Despite your staff’s best efforts to remind patients of their appointments, you’re still likely plagued by one or two no-show encounters every day. The MGMA has estimated that medical practices average a 5 to 7% no-show rate.

But that’s not so bad, right? After all, you can’t expect every single patient to show up as planned.

Well, perhaps you should. If the average encounter in your office yields a $25 co-pay and a $90 reimbursement, just two missed co-pays per day can cost your practice nearly $60,000 per year. And that estimate excludes the administrative and payroll expenses you lose scheduling and rescheduling that appointment.

Medical practices across the country are wising up to the loss of revenue missed appointments are reaping on their businesses. Taking a cue from the hair salons and hotels of the world, healthcare establishments are charging patients no-show fees for blowing off appointments or canceling at the last-minute.

But should they? There are loud voices in the medical industry arguing both for and against no-show charging.

FOR a Fee
Patients tend to see medical practices solely as healthcare providers, not as functioning businesses. As such, they’re far more likely to skip out on a medical appointment than they would be to dodge a rental car reservation.

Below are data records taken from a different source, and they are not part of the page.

use std::io::IsTerminal;
use std::time::{SystemTime, UNIX_EPOCH};

use clap::ValueEnum;
use comfy_table::{presets::UTF8_FULL, ContentArrangement, Table};
use serde::Serialize;

use baglink_session::SessionEvent;

#[derive(Clone, Debug, Copy, ValueEnum)]
pub enum OutputFormat {
    Json,
    Table,
    Pretty,
}

impl OutputFormat {
    pub fn default_for_stdout() -> Self {
        if std::io::stdout().is_terminal() {
            Self::Pretty
        } else {
            Self::Json
        }
    }
}

#[derive(Serialize)]
struct EventRecord<'a> {
    timestamp: String,
    #[serde(flatten)]
    event: &'a SessionEvent,
}

pub fn print_event(event: &SessionEvent, format: OutputFormat) {
    match format {
        OutputFormat::Json => {
            let record = EventRecord {
                timestamp: now_unix_seconds(),
                event,
            };
            println!(
                "{}",
                serde_json::to_string(&record).unwrap_or_else(|_| "{}".to_string())
            );
        }
        OutputFormat::Table => {
            let mut table = Table::new();
            table
                .load_preset(UTF8_FULL)
                .set_content_arrangement(ContentArrangement::Dynamic)
                .set_header(vec!["EVENT", "DETAIL"])
                .add_row(vec![event_kind(event).to_string(), event_detail(event)]);
            println!("{table}");
        }
        OutputFormat::Pretty => {
            println!("{:<14} {}", event_kind(event), event_detail(event));
        }
    }
}

pub fn event_kind(event: &SessionEvent) -> &'static str {
    match event {
        SessionEvent::Telemetry { .. } => "telemetry",
        SessionEvent::Alert { .. } => "alert",
        SessionEvent::Authenticated { .. } => "authenticated",
        SessionEvent::AuthRejected { .. } => "auth-rejected",
        SessionEvent::FrameRejected { .. } => "frame-rejected",
        SessionEvent::Disconnected { .. } => "disconnected",
    }
}

pub fn event_detail(event: &SessionEvent) -> String {
    match event {
        SessionEvent::Telemetry { snapshot } => format!(
            "battery={}% hot={} cold={} closed={} active={} shake={:.2}",
            snapshot.battery_percent,
            snapshot.hot_temp_c,
            snapshot.cold_temp_c,
            snapshot.lock_closed,
            snapshot.active_functions,
            snapshot.shake_magnitude
        ),
        SessionEvent::Alert { alert } => alert.message(),
        SessionEvent::Authenticated { bag_id } => format!("bag {bag_id}"),
        SessionEvent::AuthRejected { reason } | SessionEvent::FrameRejected { reason } => {
            reason.clone()
        }
        SessionEvent::Disconnected { reason } => reason.to_string(),
    }
}

fn now_unix_seconds() -> String {
    SystemTime::now()
        .duration_since(UNIX_EPOCH)
        .map(|d| d.as_secs().to_string())
        .unwrap_or_else(|_| "0".to_string())
}

#[cfg(test)]
mod tests {
    use baglink_telemetry::parse;

    use super::*;

    #[test]
    fn telemetry_detail_renders_fault_readings() {
        let snapshot = parse("40,er,15.10,1,0,3.0").unwrap();
        let detail = event_detail(&SessionEvent::Telemetry { snapshot });
        assert_eq!(
            detail,
            "battery=40% hot=fault cold=15.10 closed=true active=0 shake=3.00"
        );
    }

    #[test]
    fn json_record_carries_event_tag() {
        let snapshot = parse("85,24.50,15.10,0,1,0.12").unwrap();
        let record = EventRecord {
            timestamp: "0".to_string(),
            event: &SessionEvent::Telemetry { snapshot },
        };
        let json = serde_json::to_string(&record).unwrap();
        assert!(json.contains("\"event\":\"telemetry\""));
        assert!(json.contains("\"battery_percent\":85"));
    }
}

So there’s definitely value in a policy that makes it clear to patients that a physician’s time, effort, and services cost money.

“There is a belief that the doctor will not ‘miss the patient’ or time,” says Drew Stevens, Ph.D., president of Stevens Consulting Group. “However, there are two issues here: one, another patient could have taken this appointment, and two, that is lost revenue for the doctor.”

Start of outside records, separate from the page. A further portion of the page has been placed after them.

use std::fmt;

use serde::Serialize;

use baglink_telemetry::{AlertEvent, TelemetrySnapshot};

use crate::handshake::BagId;

/// Why the link went away.
#[derive(Debug, Clone, PartialEq, Eq, Serialize)]
#[serde(rename_all = "snake_case")]
pub enum DisconnectReason {
    /// The remote end closed the connection (EOF).
    RemoteClosed,
    /// A read or write on the link failed.
    Io(String),
}

impl fmt::Display for DisconnectReason {
    fn fmt(&self, f: &mut fmt::Formatter<'_>) -> fmt::Result {
        match self {
            Self::RemoteClosed => f.write_str("remote closed the link"),
            Self::Io(detail) => write!(f, "link I/O failure: {detail}"),
        }
    }
}

/// One entry of the session's ordered outward stream.
///
/// Events are delivered in the exact order frames were decoded from the byte
/// stream. Failures (malformed frames, rejected identities, lost links) are
/// events on the same channel as successes; nothing panics across the read
/// loop boundary.
#[derive(Debug, Clone, PartialEq, Serialize)]
#[serde(tag = "event", rename_all = "snake_case")]
pub enum SessionEvent {
    /// A validated telemetry snapshot.
    Telemetry { snapshot: TelemetrySnapshot },
    /// A severity-band crossing derived from the latest snapshot.
    Alert { alert: AlertEvent },
    /// The device's identity was verified and acknowledged.
    Authenticated { bag_id: BagId },
    /// An identity frame was malformed; the link stays open.
    AuthRejected { reason: String },
    /// A frame failed validation and was dropped; the loop continues.
    FrameRejected { reason: String },
    /// The link is gone; authentication has been reset.
    Disconnected { reason: DisconnectReason },
}
#[cfg(test)]
mod tests {
    use super::*;
    use std::os::unix::net::SocketAddr;

    fn short_options() -> ClientOptions {
        ClientOptions {
            readiness_timeout: Duration::from_secs(2),
            heartbeat_interval: Duration::from_millis(150),
            liveness_interval: Duration::from_millis(150),
        }
    }

    /// Minimal in-process stand-in for the virtual-HID service: acknowledges
    /// device inits and records every frame it receives.
    struct FakeService {
        frames: Arc<Mutex<Vec<Vec<u8>>>>,
        stop: Arc<AtomicBool>,
        handle: Option<JoinHandle<()>>,
    }

    impl FakeService {
        fn spawn(socket_path: &Path) -> Self {
            let socket = UnixDatagram::bind(socket_path).unwrap();
            socket
                .set_read_timeout(Some(Duration::from_millis(50)))
                .unwrap();
            let frames: Arc<Mutex<Vec<Vec<u8>>>> = Arc::default();
            let stop = Arc::new(AtomicBool::new(false));
            let frames_in = Arc::clone(&frames);
            let stop_in = Arc::clone(&stop);
            let handle = thread::spawn(move || {
                let mut buf = [0u8; 256];
                while !stop_in.load(Ordering::Acquire) {
                    let (n, peer): (usize, SocketAddr) = match socket.recv_from(&mut buf) {
                        Ok(pair) => pair,
                        Err(_) => continue,
                    };
                    let frame = buf[..n].to_vec();
                    let ack = match frame.as_slice() {
                        [0x01, b'c', b'p', _, _, 1, ..] => Some(4u8),
                        [0x01, b'c', b'p', _, _, 4, ..] => Some(5u8),
                        _ => None,
                    };
                    if let (Some(ack), Some(path)) = (ack, peer.as_pathname()) {
                        let _ = socket.send_to(&[ack], path);
                    }
                    frames_in.lock().unwrap().push(frame);
                }
            });
            Self {
                frames,
                stop,
                handle: Some(handle),
            }
        }

        fn frames(&self) -> Vec<Vec<u8>> {
            self.frames.lock().unwrap().clone()
        }
    }

    impl Drop for FakeService {
        fn drop(&mut self) {
            self.stop.store(true, Ordering::Release);
            if let Some(handle) = self.handle.take() {
                let _ = handle.join();
            }
        }
    }

    fn wait_until(mut cond: impl FnMut() -> bool, timeout: Duration) -> bool {
        let deadline = Instant::now() + timeout;
        while Instant::now() < deadline {
            if cond() {
                return true;
            }
            thread::sleep(Duration::from_millis(20));
        }
        cond()
    }

    #[test]
    fn connects_initializes_and_posts_reports() {
        let tmp = tempfile::tempdir().unwrap();
        let server_dir = tmp.path().join("vhidd_server");
        std::fs::create_dir_all(&server_dir).unwrap();
        let service = FakeService::spawn(&server_dir.join("1234.sock"));

        let client = HidClient::connect_with(&server_dir, short_options()).unwrap();
        assert!(client.keyboard_ready());
        assert!(client.pointing_ready());
        assert_eq!(client.state(), ConnectionState::Ready);

        client
            .post_pointing(&PointingReport::movement(1, 0))
            .unwrap();
        client.post_keyboard(&KeyboardReport::release()).unwrap();

        assert!(wait_until(
            || {
                let frames = service.frames();
                frames.iter().any(|f| f.get(5) == Some(&12)) && frames.iter().any(|f| f.get(5) == Some(&7))
            },
            Duration::from_secs(1)
        ));
        let frames = service.frames();
        // First frame on the wire is the heartbeat.
        assert_eq!(frames[0][0], 0x00);
        let pointing = frames.iter().find(|f| f.get(5) == Some(&12)).unwrap();
        assert_eq!(pointing.len(), 6 + 8);
        let keyboard = frames.iter().find(|f| f.get(5) == Some(&7)).unwrap();
        assert_eq!(keyboard.len(), 6 + 67);

        client.shutdown();
    }

    #[test]
    fn missing_service_directory_is_fatal() {
        let tmp = tempfile::tempdir().unwrap();
        let err = HidClient::connect_with(tmp.path().join("nowhere"), short_options())
            .err()
            .expect("connect should fail");
        assert!(matches!(err, WireError::ServiceNotFound(_)));
    }

    #[test]
    fn unacknowledged_devices_degrade_not_fail() {
        let tmp = tempfile::tempdir().unwrap();
        let server_dir = tmp.path().join("vhidd_server");
        std::fs::create_dir_all(&server_dir).unwrap();
        // A bound socket that never answers.
        let _mute = UnixDatagram::bind(server_dir.join("mute.sock")).unwrap();

        let options = ClientOptions {
            readiness_timeout: Duration::from_millis(300),
            ..short_options()
        };
        let client = HidClient::connect_with(&server_dir, options).unwrap();
        assert_eq!(client.state(), ConnectionState::Connecting);
        assert!(matches!(
            client.post_keyboard(&KeyboardReport::release()),
            Err(WireError::KeyboardNotReady)
        ));
        assert!(matches!(
            client.post_pointing(&PointingReport::movement(0, 1)),
            Err(WireError::PointingNotReady)
        ));
        client.shutdown();
    }

    #[test]
    fn liveness_tears_down_and_reinitializes() {
        let tmp = tempfile::tempdir().unwrap();
        let server_dir = tmp.path().join("vhidd_server");
        std::fs::create_dir_all(&server_dir).unwrap();
        let socket_path = server_dir.join("2222.sock");
        let service = FakeService::spawn(&socket_path);

        let client = HidClient::connect_with(&server_dir, short_options()).unwrap();
        assert_eq!(client.state(), ConnectionState::Ready);

        // Service goes away: client must notice and drop readiness.
        drop(service);
        std::fs::remove_file(&socket_path).unwrap();
        assert!(wait_until(
            || client.state() == ConnectionState::Disconnected,
            Duration::from_secs(2)
        ));
        assert!(matches!(
            client.post_pointing(&PointingReport::movement(1, 1)),
            Err(WireError::PointingNotReady)
        ));

        // Service returns under a new socket: full re-init from scratch.
        let revived = FakeService::spawn(&server_dir.join("3333.sock"));
        assert!(wait_until(
            || client.state() == ConnectionState::Ready,
            Duration::from_secs(3)
        ));
        // The revived service saw fresh init requests.
        assert!(revived.frames().iter().any(|f| f.get(5) == Some(&1)));
        assert!(revived.frames().iter().any(|f| f.get(5) == Some(&4)));

        client.shutdown();
    }

    #[test]
    fn heartbeats_repeat() {
        let tmp = tempfile::tempdir().unwrap();
        let server_dir = tmp.path().join("vhidd_server");
        std::fs::create_dir_all(&server_dir).unwrap();
        let service = FakeService::spawn(&server_dir.join("4.sock"));

        let client = HidClient::connect_with(&server_dir, short_options()).unwrap();
        assert!(wait_until(
            || {
                service
                    .frames()
                    .iter()
                    .filter(|f| f.first() == Some(&0x00))
                    .count()
                    >= 3
            },
            Duration::from_secs(2)
        ));
        let heartbeat = service
            .frames()
            .into_iter()
            .find(|f| f.first() == Some(&0x00))
            .unwrap();
        assert_eq!(heartbeat, frame::heartbeat(HEARTBEAT_DEADLINE_MS).to_vec());
        client.shutdown();
    }
}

Charging a no-show fee is the only way to earn back even a fraction of that lost revenue. A blanket $20 fee for every missed appointment may not recoup anywhere near what your practice would have earned in the actual encounter, but in today’s healthcare environment, many docs feel every extra dollar helps.

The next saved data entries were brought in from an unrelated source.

//! Packed input-report records.
//!
//! The virtual-device service consumes these as raw bytes at fixed offsets,
//! so each record is serialized field by field in little-endian order. The
//! in-memory representation is free to be whatever rustc picks; only
//! `to_bytes`/`from_bytes` define the wire shape.

use bitflags::bitflags;

/// Wire size of a [`PointingReport`].
pub const POINTING_REPORT_LEN: usize = 8;

/// Wire size of a [`KeyboardReport`].
pub const KEYBOARD_REPORT_LEN: usize = 67;

/// Number of usage-code slots in a keyboard report.
pub const KEYBOARD_SLOTS: usize = 32;

/// Wire size of [`KeyboardParameters`].
pub const KEYBOARD_PARAMETERS_LEN: usize = 24;

bitflags! {
    /// Pointer button bitmask. Bit 0 is the primary button.
    #[derive(Debug, Clone, Copy, PartialEq, Eq, Default)]
    pub struct Buttons: u32 {
        const PRIMARY = 1 << 0;
        const SECONDARY = 1 << 1;
        const MIDDLE = 1 << 2;
    }
}

bitflags! {
    /// Keyboard modifier bitmask, low nibble left-side, high nibble right-side.
    #[derive(Debug, Clone, Copy, PartialEq, Eq, Default)]
    pub struct Modifiers: u8 {
        const LEFT_CONTROL = 0x01;
        const LEFT_SHIFT = 0x02;
        const LEFT_OPTION = 0x04;
        const LEFT_COMMAND = 0x08;
        const RIGHT_CONTROL = 0x10;
        const RIGHT_SHIFT = 0x20;
        const RIGHT_OPTION = 0x40;
        const RIGHT_COMMAND = 0x80;
    }
}

/// Relative pointing-device report: button state, movement deltas, wheel deltas.
///
/// Layout: `buttons` u32 LE at offset 0, then one signed byte each for x, y,
/// vertical wheel, horizontal wheel.
#[derive(Debug, Clone, Copy, PartialEq, Eq, Default)]
pub struct PointingReport {
    pub buttons: Buttons,
    pub x: i8,
    pub y: i8,
    pub vertical_wheel: i8,
    pub horizontal_wheel: i8,
}

impl PointingReport {
    /// Movement-only report with no buttons held.
    pub fn movement(x: i8, y: i8) -> Self {
        Self {
            x,
            y,
            ..Self::default()
        }
    }

    /// Wheel-only report used for scroll gestures.
    pub fn wheel(vertical: i8, horizontal: i8) -> Self {
        Self {
            vertical_wheel: vertical,
            horizontal_wheel: horizontal,
            ..Self::default()
        }
    }

    /// Stationary report holding the given buttons.
    pub fn buttons(buttons: Buttons) -> Self {
        Self {
            buttons,
            ..Self::default()
        }
    }

    pub fn to_bytes(&self) -> [u8; POINTING_REPORT_LEN] {
        let mut out = [0u8; POINTING_REPORT_LEN];
        out[..4].copy_from_slice(&self.buttons.bits().to_le_bytes());
        out[4] = self.x as u8;
        out[5] = self.y as u8;
        out[6] = self.vertical_wheel as u8;
        out[7] = self.horizontal_wheel as u8;
        out
    }

    pub fn from_bytes(raw: &[u8; POINTING_REPORT_LEN]) -> Self {
        let buttons = u32::from_le_bytes([raw[0], raw[1], raw[2], raw[3]]);
        Self {
            buttons: Buttons::from_bits_retain(buttons),
            x: raw[4] as i8,
            y: raw[5] as i8,
            vertical_wheel: raw[6] as i8,
            horizontal_wheel: raw[7] as i8,
        }
    }
}

/// Keyboard report: report id, modifier byte, reserved byte, then 32 slots of
/// u16 LE usage codes starting at offset 3 with no padding in between.
#[derive(Debug, Clone, Copy, PartialEq, Eq)]
pub struct KeyboardReport {
    pub modifiers: Modifiers,
    pub keys: [u16; KEYBOARD_SLOTS],
}

impl Default for KeyboardReport {
    fn default() -> Self {
        Self {
            modifiers: Modifiers::empty(),
            keys: [0; KEYBOARD_SLOTS],
        }
    }
}

impl KeyboardReport {
    const REPORT_ID: u8 = 1;

    /// All-zero report releasing every key and modifier.
    pub fn release() -> Self {
        Self::default()
    }

    /// Report pressing `keys` (at most [`KEYBOARD_SLOTS`]) under one combined
    /// modifier mask. Excess keys beyond the slot count are a caller bug.
    pub fn pressed(modifiers: Modifiers, keys: &[u16]) -> Self {
        assert!(keys.len() <= KEYBOARD_SLOTS, "keyboard report overflows slots");
        let mut slots = [0u16; KEYBOARD_SLOTS];
        slots[..keys.len()].copy_from_slice(keys);
        Self {
            modifiers,
            keys: slots,
        }
    }

    pub fn is_release(&self) -> bool {
        self.modifiers.is_empty() && self.keys.iter().all(|&k| k == 0)
    }

    pub fn to_bytes(&self) -> [u8; KEYBOARD_REPORT_LEN] {
        let mut out = [0u8; KEYBOARD_REPORT_LEN];
        out[0] = Self::REPORT_ID;
        out[1] = self.modifiers.bits();
        // out[2] reserved
        for (i, usage) in self.keys.iter().enumerate() {
            let off = 3 + i * 2;
            out[off..off + 2].copy_from_slice(&usage.to_le_bytes());
        }
        out
    }

    pub fn from_bytes(raw: &[u8; KEYBOARD_REPORT_LEN]) -> Self {
        let mut keys = [0u16; KEYBOARD_SLOTS];
        for (i, slot) in keys.iter_mut().enumerate() {
            let off = 3 + i * 2;
            *slot = u16::from_le_bytes([raw[off], raw[off + 1]]);
        }
        Self {
            modifiers: Modifiers::from_bits_retain(raw[1]),
            keys,
        }
    }
}

/// One-shot device parameters sent when the virtual keyboard is initialized:
/// three u64 LE integers (vendor id, product id, country code).
#[derive(Debug, Clone, Copy, PartialEq, Eq)]
pub struct KeyboardParameters {
    pub vendor_id: u64,
    pub product_id: u64,
    pub country_code: u64,
}

impl Default for KeyboardParameters {
    fn default() -> Self {
        // Apple vendor id, the product id the service advertises for its
        // synthetic keyboard, ISO country code.
        Self {
            vendor_id: 0x05AC,
            product_id: 0x0250,
            country_code: 1,
        }
    }
}

impl KeyboardParameters {
    pub fn to_bytes(&self) -> [u8; KEYBOARD_PARAMETERS_LEN] {
        let mut out = [0u8; KEYBOARD_PARAMETERS_LEN];
        out[..8].copy_from_slice(&self.vendor_id.to_le_bytes());
        out[8..16].copy_from_slice(&self.product_id.to_le_bytes());
        out[16..].copy_from_slice(&self.country_code.to_le_bytes());
        out
    }

    pub fn from_bytes(raw: &[u8; KEYBOARD_PARAMETERS_LEN]) -> Self {
        let word = |off: usize| {
            let mut buf = [0u8; 8];
            buf.copy_from_slice(&raw[off..off + 8]);
            u64::from_le_bytes(buf)
        };
        Self {
            vendor_id: word(0),
            product_id: word(8),
            country_code: word(16),
        }
    }
}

If your payer contracts allow it, you can collect a patient’s credit card information while booking his or her appointment – communicating your no-show policy as you do – and automatically collect your charges when a scheduled visit is skipped.

Part of the point of having a policy in place, though, is hoping you don’t have to enforce it. The threat of the fee may be all it takes to get patients who would otherwise stay home to show up.

Practices often find that no-shows are committed by “repeat offenders,” so a sudden change in your office’s policy could scare patients into changing their bad habits. One practice reported moving from a 17 percent no-show rate to less than one percent after instituting a fee.

Or, a sudden change in policy could spur your chronic skippers to head for your closest competing provider organization.

“I worked with one practice that realized many of the patients they were charging for missed appointments also brought in the best reimbursement,” says Elizabeth Woodcock, a practice management consultant. “By comparing chart transfer requests and no-show charges, the practice soon realized that a significant minority of these more lucrative patients transferred their care after receiving a billing statement that contained a no-show charge.”

Even if perturbed patients don’t leave your practice due to the fee policy, they may still resent being charged and could publicize their displeasure to friends, family, or in an online review.

Plus, unless you have a credit card on file as discussed above, it can be difficult to get a patient to pay his no-show fee at all. The expense of mailing a bill for the missed-visit charge and the hassle of repeatedly requesting that a patient pay up may be more trouble than the fee is worth.

No-show fees can also project an image of inflexibility to your patients. After all – things come up. Patients often have legitimate, unavoidable reasons for missing appointments or canceling at the last minute. A rigid fee policy can alienate busy patients.

You could always institute a more lax policy – some practices waive the fee on the first instance or in extenuating circumstances – but that can open up its own can of worms.

What counts as “extenuating?” Who decides when not to enforce the policy? Are you keeping records of which patients have already received their one waived-fee credit? It can be easy for miscommunication to occur and for someone to incur charges they thought they’d avoided.

So is a partial reimbursement on lost time and revenue worth potentially upsetting your patients over? That’s up to you to decide.

What’s your no-show policy and how do you enforce it?